Battling severe repression and deteriorating economic conditions, Egyptians set to intensify anti-government protests.
Egyptian demonstrators are expected to stage protests on Friday with Twitter hashtags and social media accounts urging people to take to the streets and peacefully demand the resignation of President Abdel Fattah el-Sisi.
More than 2,000 people have been arrested since rare protests broke out in several cities last week calling on el-Sisi to step down. Thousands marched against the president’s rule after corruption allegations emerged surrounding his and his family’s lavish spending.
Security forces on Wednesday detained several prominent Egyptian intellectuals and public figures, including Hassan Nafaa, a political science professor at Cairo University and well-known columnist.
“I have no doubt that the continuation of el-Sisi’s absolute rule will lead to disaster,” Nafaa said in a tweet on Tuesday before being taken away. “Egypt’s interest requires his departure today before tomorrow.”
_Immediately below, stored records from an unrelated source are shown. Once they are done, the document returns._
#![forbid(unsafe_code)]

//! Structurally shared mutations and queries over the cause tree.
//!
//! Every mutation takes the current root and returns a new root. Only the
//! nodes on the path from the root to the edited node are rebuilt; every other
//! subtree is carried over by reference, so `Arc::ptr_eq` holds for untouched
//! branches across snapshots.
//!
//! # Failure Modes
//!
//! None. All operations are total: a stale or unknown id turns the operation
//! into a no-op that returns the input root itself (pointer-equal), and
//! queries return `None`. Edits arrive from UI events that can race with
//! state updates, so a stale id is expected input rather than an error.
//!
//! # Example
//!
//! ```
//! use rca_core::node::CauseNode;
//! use rca_core::tree::{add_child_node, find_node, rename_node};
//! use rca_core::NodeId;
//!
//! let root = CauseNode::new("root", "Problem")
//!     .with_child(CauseNode::new("supply", "Supply"))
//!     .into_ref();
//!
//! let root = add_child_node(&root, &NodeId::new("supply"), "Cold chain stockouts");
//! let root = rename_node(&root, &NodeId::new("supply"), "Supply chain");
//!
//! let supply = find_node(&root, &NodeId::new("supply")).unwrap();
//! assert_eq!(supply.label(), "Supply chain");
//! assert_eq!(supply.children()[0].label(), "Cold chain stockouts");
//! ```

use std::sync::Arc;

use tracing::trace;

use crate::ids::{NodeId, PersonaId};
use crate::node::{CauseNode, NodeRef, create_node};

/// Structural role of a node, derived from its depth below the root.
#[derive(Debug, Clone, Copy, PartialEq, Eq, Hash)]
pub enum NodeRole {
    /// The diagram root (the problem statement).
    Root,
    /// A direct child of the root.
    Category,
    /// A direct child of a category ("direct cause").
    Cause,
    /// Any deeper descendant; `depth` counts from the root (so always >= 3).
    SubCause {
        /// Distance from the root.
        depth: usize,
    },
}

impl NodeRole {
    fn from_depth(depth: usize) -> Self {
        match depth {
            0 => Self::Root,
            1 => Self::Category,
            2 => Self::Cause,
            depth => Self::SubCause { depth },
        }
    }
}

/// Which sibling list a reorder applies to.
#[derive(Debug, Clone, PartialEq, Eq)]
pub enum SiblingScope {
    /// The root's children.
    Categories,
    /// The children of the named node (normally a category).
    ChildrenOf(NodeId),
}

// ─────────────────────────────────────────────────────────────────────────────
// Queries
// ─────────────────────────────────────────────────────────────────────────────

/// Find a node by id (depth-first, pre-order).
#[must_use]
pub fn find_node<'a>(root: &'a NodeRef, id: &NodeId) -> Option<&'a NodeRef> {
    if root.id() == id {
        return Some(root);
    }
    root.children().iter().find_map(|child| find_node(child, id))
}

/// The nodes from `root` down to the node with `id`, inclusive on both ends.
#[must_use]
pub fn path_to<'a>(root: &'a NodeRef, id: &NodeId) -> Option<Vec<&'a NodeRef>> {
    fn walk<'a>(node: &'a NodeRef, id: &NodeId, path: &mut Vec<&'a NodeRef>) -> bool {
        path.push(node);
        if node.id() == id {
            return true;
        }
        for child in node.children() {
            if walk(child, id, path) {
                return true;
            }
        }
        path.pop();
        false
    }

    let mut path = Vec::new();
    walk(root, id, &mut path).then_some(path)
}

/// The parent of the node with `id`. `None` for the root and unknown ids.
#[must_use]
pub fn parent_of<'a>(root: &'a NodeRef, id: &NodeId) -> Option<&'a NodeRef> {
    let path = path_to(root, id)?;
    let len = path.len();
    (len >= 2).then(|| path[len - 2])
}

/// Distance from the root (root = 0).
#[must_use]
pub fn depth_of(root: &NodeRef, id: &NodeId) -> Option<usize> {
    path_to(root, id).map(|path| path.len() - 1)
}

/// Structural role of the node with `id`.
#[must_use]
pub fn role_of(root: &NodeRef, id: &NodeId) -> Option<NodeRole> {
    depth_of(root, id).map(NodeRole::from_depth)
}

/// Ids of the node with `id` and all its descendants, pre-order.
///
/// Empty when the id is unknown.
#[must_use]
pub fn subtree_ids(root: &NodeRef, id: &NodeId) -> Vec<NodeId> {
    find_node(root, id)
        .map(|node| node.iter().map(|n| n.id().clone()).collect())
        .unwrap_or_default()
}

/// Whether any node in the tree has `id`.
#[must_use]
pub fn contains(root: &NodeRef, id: &NodeId) -> bool {
    find_node(root, id).is_some()
}

// ─────────────────────────────────────────────────────────────────────────────
// Mutations
// ─────────────────────────────────────────────────────────────────────────────

/// Replace the node with `id` by `updater(node)`.
///
/// Only the path from the root to the target is rebuilt. Unknown ids return
/// the input root unchanged.
#[must_use]
pub fn update_node<F>(root: &NodeRef, id: &NodeId, updater: F) -> NodeRef
where
    F: FnOnce(&CauseNode) -> CauseNode,
{
    let mut updater = Some(updater);
    match rebuild_path(root, &|node| node.id() == id, &mut |node| {
        updater.take().map(|f| Arc::new(f(node)))
    }) {
        Some(updated) => updated,
        None => {
            trace!(node_id = %id, "update_node: id not found, no-op");
            Arc::clone(root)
        }
    }
}

/// Append `child` to the children of `parent_id`.
#[must_use]
pub fn insert_child(root: &NodeRef, parent_id: &NodeId, child: CauseNode) -> NodeRef {
    update_node(root, parent_id, move |parent| {
        let mut parent = parent.clone();
        parent.children_mut().push(Arc::new(child));
        parent
    })
}

/// Append a freshly created node labelled `label` to `parent_id`'s children.
#[must_use]
pub fn add_child_node(root: &NodeRef, parent_id: &NodeId, label: impl Into<String>) -> NodeRef {
    insert_child(root, parent_id, create_node(label))
}

/// Set the label of the node with `id`.
///
/// Empty labels are accepted; callers supply their own fallback.
#[must_use]
pub fn rename_node(root: &NodeRef, id: &NodeId, label: impl Into<String>) -> NodeRef {
    let label = label.into();
    update_node(root, id, move |node| node.clone().with_label(label))
}

/// Remove the node with `id` (and its whole subtree) from its parent.
///
/// Deleting the root is a no-op: a diagram always has a root.
#[must_use]
pub fn delete_node(root: &NodeRef, id: &NodeId) -> NodeRef {
    if root.id() == id {
        trace!(node_id = %id, "delete_node: refusing to delete root");
        return Arc::clone(root);
    }
    match rebuild_path(root, &|node| node.child_index(id).is_some(), &mut |parent| {
        let mut parent = parent.clone();
        parent.children_mut().retain(|child| child.id() != id);
        Some(Arc::new(parent))
    }) {
        Some(updated) => updated,
        None => {
            trace!(node_id = %id, "delete_node: id not found, no-op");
            Arc::clone(root)
        }
    }
}

/// Swap the positions of two siblings inside the list chosen by `scope`.
///
/// A swap, not a move: reordering `[A, B, C]` with `(A, C)` yields
/// `[C, B, A]`. If either id is missing from that list, or both ids are the
/// same, the input root is returned unchanged.
#[must_use]
pub fn reorder_siblings(
    root: &NodeRef,
    scope: &SiblingScope,
    from_id: &NodeId,
    to_id: &NodeId,
) -> NodeRef {
    let swap = |parent: &CauseNode| -> Option<CauseNode> {
        let from = parent.child_index(from_id)?;
        let to = parent.child_index(to_id)?;
        if from == to {
            return None;
        }
        let mut parent = parent.clone();
        parent.children_mut().swap(from, to);
        Some(parent)
    };

    let parent_id = match scope {
        SiblingScope::Categories => root.id(),
        SiblingScope::ChildrenOf(parent_id) => parent_id,
    };
    let reordered = rebuild_path(root, &|node| node.id() == parent_id, &mut |parent| {
        swap(parent).map(Arc::new)
    });
    match reordered {
        Some(updated) => updated,
        None => {
            trace!(
                from = %from_id,
                to = %to_id,
                "reorder_siblings: siblings not found, no-op"
            );
            Arc::clone(root)
        }
    }
}

/// Add `persona` to the node's tags, or remove it if already present.
#[must_use]
pub fn toggle_persona(root: &NodeRef, id: &NodeId, persona: &PersonaId) -> NodeRef {
    update_node(root, id, |node| {
        let mut node = node.clone();
        let tags = node.persona_ids_mut();
        match tags.iter().position(|p| p == persona) {
            Some(idx) => {
                tags.remove(idx);
            }
            None => tags.push(persona.clone()),
        }
        node
    })
}

/// Remove `persona` from every node that references it.
///
/// Subtrees without a reference are shared unchanged; if no node references
/// the persona the input root is returned.
#[must_use]
pub fn strip_persona(root: &NodeRef, persona: &PersonaId) -> NodeRef {
    fn strip(node: &NodeRef, persona: &PersonaId) -> Option<NodeRef> {
        let mut rebuilt: Option<CauseNode> = None;
        for (idx, child) in node.children().iter().enumerate() {
            if let Some(new_child) = strip(child, persona) {
                rebuilt.get_or_insert_with(|| node.as_ref().clone()).children_mut()[idx] =
                    new_child;
            }
        }
        if node.has_persona(persona) {
            rebuilt
                .get_or_insert_with(|| node.as_ref().clone())
                .persona_ids_mut()
                .retain(|p| p != persona);
        }
        rebuilt.map(Arc::new)
    }

    strip(root, persona).unwrap_or_else(|| Arc::clone(root))
}

/// Rebuild the path from `node` to the first node matching `is_target`
/// (pre-order), replacing that node with `edit(target)`.
///
/// Returns `None` when no node matches or `edit` declines the change.
fn rebuild_path(
    node: &NodeRef,
    is_target: &dyn Fn(&CauseNode) -> bool,
    edit: &mut dyn FnMut(&CauseNode) -> Option<NodeRef>,
) -> Option<NodeRef> {
    if is_target(node) {
        return edit(node);
    }
    for (idx, child) in node.children().iter().enumerate() {
        if let Some(new_child) = rebuild_path(child, is_target, edit) {
            let mut parent = node.as_ref().clone();
            parent.children_mut()[idx] = new_child;
            return Some(Arc::new(parent));
        }
    }
    None
}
Nafaa’s arrest followed the detention of Hazem Hosny, a spokesman for former army chief Sami Anan who was jailed last year for attempting to run against el-Sisi in a presidential election. Khaled Dawoud, the head of Al-Doustor Party who has been a vocal critic of the president’s policies, was also detained.
Analysts and politicians say the crackdown on critical voices reflects the government’s insecurity and vulnerability at a critical time as Egypt’s economic woes intensify for the poor and middle class.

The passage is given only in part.